57th General Chapter: the report of May 10,11 and 12

I Capitolari in visita a Bucchianico

I Capitolari in visita a Bucchianico

What follows is a summary of the last three days of the General Chapter when – after the work in the hall (10 May) – the great majority of the members of the General Chapter had an opportunity to follow in the footsteps of St. Camillus and visit Bucchianico and Valle dell’Inferno.

The first part of the work of 10 May was on formal procedures and the making of amendments to the Camillian Project Document which is by now moving towards final approval.

There was then a vote on the slate of names for the election of the Superior General and this produced the following result: Fr. F. Monks, Fr. R. Salvatore and Fr. V. Paleari. From them will be elected the future Superior General in a day to be established by the Definitory.

In the presence of Fr. L. Nava, a Montfortian religious, the revision was begun of the Constitution and the General Statutes. During this stage of the work, Fr. Peletti presented the amended texts and explained their ratio, after which they were discussed and voted on. This was a long and not always easy work which – at the end of the day – allowed a third of the Constitution to have been already debated.

The day ended with the celebration in honour of the Blessed Rebuschini, whose memorial it was. In the evening the members of the General Chapter went to the Teatro Villa Sora in Frascati to see the musical ‘Camillo, soldato di Dio’ (‘Camillus, Soldier of God’) performed by the theatre company ‘Cambio Scena’.

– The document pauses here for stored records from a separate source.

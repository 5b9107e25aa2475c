//! Chunk partitioning: lazily built wall geometry and the streaming active set.
#![forbid(unsafe_code)]

mod chunk_coord;
mod streamer;
mod walls;

pub use chunk_coord::ChunkCoord;
pub use streamer::{ChunkStreamer, StreamUpdate, StreamerParams};
pub use walls::{ChunkWalls, WallInstance, build_chunk_walls};
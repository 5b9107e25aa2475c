//! Raylib-side presentation: conversions and per-chunk renderable wall slabs.

use raylib::prelude::*;
use warren_chunk::{ChunkCoord, ChunkWalls};
use warren_maze::Face;

pub mod conv {
    use warren_geom::{Aabb, Vec3};

    pub fn vec3_to_rl(v: Vec3) -> raylib::prelude::Vector3 {
        raylib::prelude::Vector3::new(v.x, v.y, v.z)
    }

    pub fn vec3_from_rl(v: raylib::prelude::Vector3) -> Vec3 {
        Vec3 {
            x: v.x,
            y: v.y,
            z: v.z,
        }
    }

    pub fn aabb_to_rl(bb: Aabb) -> raylib::core::math::BoundingBox {
        raylib::core::math::BoundingBox::new(vec3_to_rl(bb.min), vec3_to_rl(bb.max))
    }
}

/// Panel thickness as a fraction of the cell edge.
const SLAB_THICKNESS: f32 = 0.1;

/// One renderable wall: an axis-aligned cuboid oriented by the face it seals.
#[derive(Clone, Copy, Debug)]
pub struct WallSlab {
    pub center: Vector3,
    pub size: Vector3,
}

/// Face-oriented slab extents: vertical-facing panels span x/z, side panels
/// span the two axes perpendicular to their normal.
fn slab_size(facing: Face, cell_size: f32) -> Vector3 {
    let t = cell_size * SLAB_THICKNESS;
    match facing {
        Face::Left | Face::Right => Vector3::new(t, cell_size, cell_size),
        Face::Up | Face::Down => Vector3::new(cell_size, t, cell_size),
        Face::Back | Face::Front => Vector3::new(cell_size, cell_size, t),
    }
}

/// Renderable geometry for one active chunk, rebuilt cheaply from the cached
/// wall descriptors whenever the chunk is activated.
pub struct ChunkRender {
    pub coord: ChunkCoord,
    pub slabs: Vec<WallSlab>,
}

impl ChunkRender {
    pub fn build(walls: &ChunkWalls, cell_size: f32) -> Self {
        let slabs = walls
            .walls
            .iter()
            .map(|w| WallSlab {
                center: conv::vec3_to_rl(w.center),
                size: slab_size(w.facing, cell_size),
            })
            .collect();
        Self {
            coord: walls.coord,
            slabs,
        }
    }

    pub fn draw<D: RaylibDraw3D>(&self, d3: &mut D, fill: Color, wire: Color) {
        for slab in &self.slabs {
            d3.draw_cube_v(slab.center, slab.size, fill);
            d3.draw_cube_wires_v(slab.center, slab.size, wire);
        }
    }
}

/// World-space bounds of a chunk's cell region, for debug wireframes. Cell
/// centers sit on multiples of the cell size, so the region extends half a
/// cell beyond the outermost centers.
pub fn chunk_bounds(coord: ChunkCoord, chunk_size: usize, cell_size: f32) -> BoundingBox {
    let span = chunk_size as f32 * cell_size;
    let half = cell_size * 0.5;
    let min = warren_geom::Vec3::new(
        coord.cx as f32 * span - half,
        coord.cy as f32 * span - half,
        coord.cz as f32 * span - half,
    );
    let max = min + warren_geom::Vec3::new(span, span, span);
    conv::aabb_to_rl(warren_geom::Aabb::new(min, max))
}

In the footsteps of their Founder, the members of the General Chapter spent the weekend in Bucchianico and S. Giovanni Rotondo (Valle dell’Inferno). This was an opportunity to relax at the end of the second week of deliberations; to strengthen fraternity; and to immerse themselves in places that marked the formation of the young Camillus de Lellis and saw the epilogue of his process of conversion. One of the most moving moments, in fact, was the reading of the conversion of St. Camillus (Cicatelli, Vita Manoscritta) under the vault of the votive altar built in the place of his radical decision to follow Jesus Christ. The words of Cicatelli restored life to this desert-like place and infused in each religious present a renewed determination to follow the same process of conversion as St. Camillus.